Reputation: 2353
I need to read an external file in ruby.
Running file -i
locally shows
text/plain; charset=utf-16le
I open it in ruby CSV with separater '\t' and a row shows as:
<CSV::Row "\xFF\xFEC\x00a\x00n\x00d\x00i\x00d\x00a\x00t\x00e\x00 \x00n\x00u\
...
row.to_s produces \x000\x000\x000\x001\x00\t\x00E\x00D\x00O
Running puts row
shows the data correctly:
0001 EDOARDO A
...
(the values also show legibly in vim and LibreOffice Calc)
Any suggestions how to get the data in ruby?
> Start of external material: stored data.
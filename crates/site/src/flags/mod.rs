//! Flag evaluation.
//!
//! The flag service is an external black box: given the visitor context it
//! returns a value per catalog key. The site only ever calls
//! [`resolve_flags`], which turns any failure into the catalog defaults so
//! every page can be rendered without the service.
//!
//! # Evaluators
//!
//! - [`OfflineFlags`] - defaults plus fixed overrides, no network
//! - [`RemoteFlags`] - relay client with a per-context evaluation cache

pub mod offline;
pub mod remote;

use std::path::PathBuf;
use std::sync::Arc;

use async_trait::async_trait;
use serde::de::DeserializeOwned;
use serde_json::{Map, Value};
use thiserror::Error;
use tokio::sync::broadcast;
use tokio::task::JoinHandle;

use omni_core::{FlagKey, GameFlags, VisitorContext};

use crate::context::ContextChanged;

pub use offline::OfflineFlags;
pub use remote::RemoteFlags;

/// Errors that can occur when evaluating flags.
#[derive(Debug, Error)]
pub enum FlagError {
    /// HTTP request failed.
    #[error("HTTP error: {0}")]
    Http(#[from] reqwest::Error),

    /// Relay returned an error response.
    #[error("API error: {status} - {message}")]
    Api { status: u16, message: String },

    /// An override file could not be read.
    #[error("Failed to read {}: {source}", path.display())]
    Io {
        path: PathBuf,
        source: std::io::Error,
    },

    /// Failed to parse a response or override file.
    #[error("Parse error: {0}")]
    Parse(String),

    /// Evaluator could not be built from configuration.
    #[error("Configuration error: {0}")]
    Config(String),
}

/// Values returned by one evaluation, keyed by flag key.
#[derive(Debug, Clone, Default, PartialEq)]
pub struct FlagSet {
    values: Map<String, Value>,
}

impl FlagSet {
    #[must_use]
    pub const fn new(values: Map<String, Value>) -> Self {
        Self { values }
    }

    /// Value of `key`, or `default` when missing or of the wrong type.
    #[must_use]
    pub fn evaluate<T: DeserializeOwned>(&self, key: FlagKey, default: T) -> T {
        key.read(&self.values, default)
    }

    /// Typed view of every catalog key.
    #[must_use]
    pub fn game_flags(&self) -> GameFlags {
        GameFlags::from_values(&self.values)
    }

    pub fn set(&mut self, key: FlagKey, value: impl Into<Value>) {
        self.values.insert(key.as_str().to_string(), value.into());
    }
}

/// A flag service the site can evaluate against.
#[async_trait]
pub trait FlagEvaluator: Send + Sync {
    /// Evaluate every flag for the given visitor.
    async fn evaluate_all(&self, context: &VisitorContext) -> Result<FlagSet, FlagError>;

    /// Called after the visitor's record changed, so cached evaluations can
    /// be refreshed.
    async fn identify(&self, _context: &VisitorContext) {}
}

/// Evaluate flags for a visitor, falling back to catalog defaults.
pub async fn resolve_flags(evaluator: &dyn FlagEvaluator, context: &VisitorContext) -> GameFlags {
    match evaluator.evaluate_all(context).await {
        Ok(flags) => flags.game_flags(),
        Err(e) => {
            tracing::warn!(error = %e, "flag evaluation failed, serving defaults");
            GameFlags::default()
        }
    }
}

/// Re-identify the visitor with the flag service on every context change.
///
/// Runs until the change channel closes.
pub fn spawn_context_listener(
    mut changes: broadcast::Receiver<ContextChanged>,
    evaluator: Arc<dyn FlagEvaluator>,
) -> JoinHandle<()> {
    tokio::spawn(async move {
        loop {
            match changes.recv().await {
                Ok(change) => evaluator.identify(&change.context).await,
                Err(broadcast::error::RecvError::Lagged(skipped)) => {
                    tracing::warn!(skipped, "context listener lagged");
                }
                Err(broadcast::error::RecvError::Closed) => break,
            }
        }
        tracing::debug!("context listener stopped");
    })
}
I've tried various combinations of opening the CSV with external_encoding: 'utf-16le', internal_encoding: "utf-8"
etc., but puts
is the only thing that gives legible values
It also said ASCII-8BIT in ruby CSV.
<#CSV io_type:StringIO encoding:ASCII-8BIT lineno:0 col_sep:"\\t" row_sep:"\n" quote_char:"\"" headers:true>
The file itself was produced as an XLS file. I have uploaded an edited version here (edited i gvim)
Upvotes: 0
Views: 277
Reputation: 2353
The issue was that I was reading from a Paperclip attachment, which needed to have the encoding set (overridden) before saving.
Adding s3_headers in the model worked:
has_attached_file :attachment, s3_headers: lambda { |attachment|
{
'content-Type' => 'text/csv; charset=utf-16le'
}
}
Thanks to Julien for tipping me off that the issue was related to the paperclip attachment (that solution works to read the file directly)
Upvotes: 0
Reputation: 2319
This is working fine for me:
require 'csv'
CSV.foreach("file.xls", encoding: "UTF-16LE:UTF-8", col_sep: "\t") do |row|
puts row.inspect
end
this will produce the following output:
["Candidate number", "First name", "Last name", "Date of birth", "Preparation centre", "Result", "Score", "Reading and Writing", "Listening", "Speaking", "Result enquiry", "Raised on", "Raised by", "Enquiry status", "Withdrawn on", "Withdrawn by", nil]
["0001", "EDOARDO", "AGNEW", "20/01/2001", "Fondazione Istituto Massimo", "RY5-G8-Y2", "-", nil, nil, nil, "-", "00000000", nil, nil, "00000000", nil, nil]
As you can see each row is an array of strings of each column in the document.
Upvotes: 1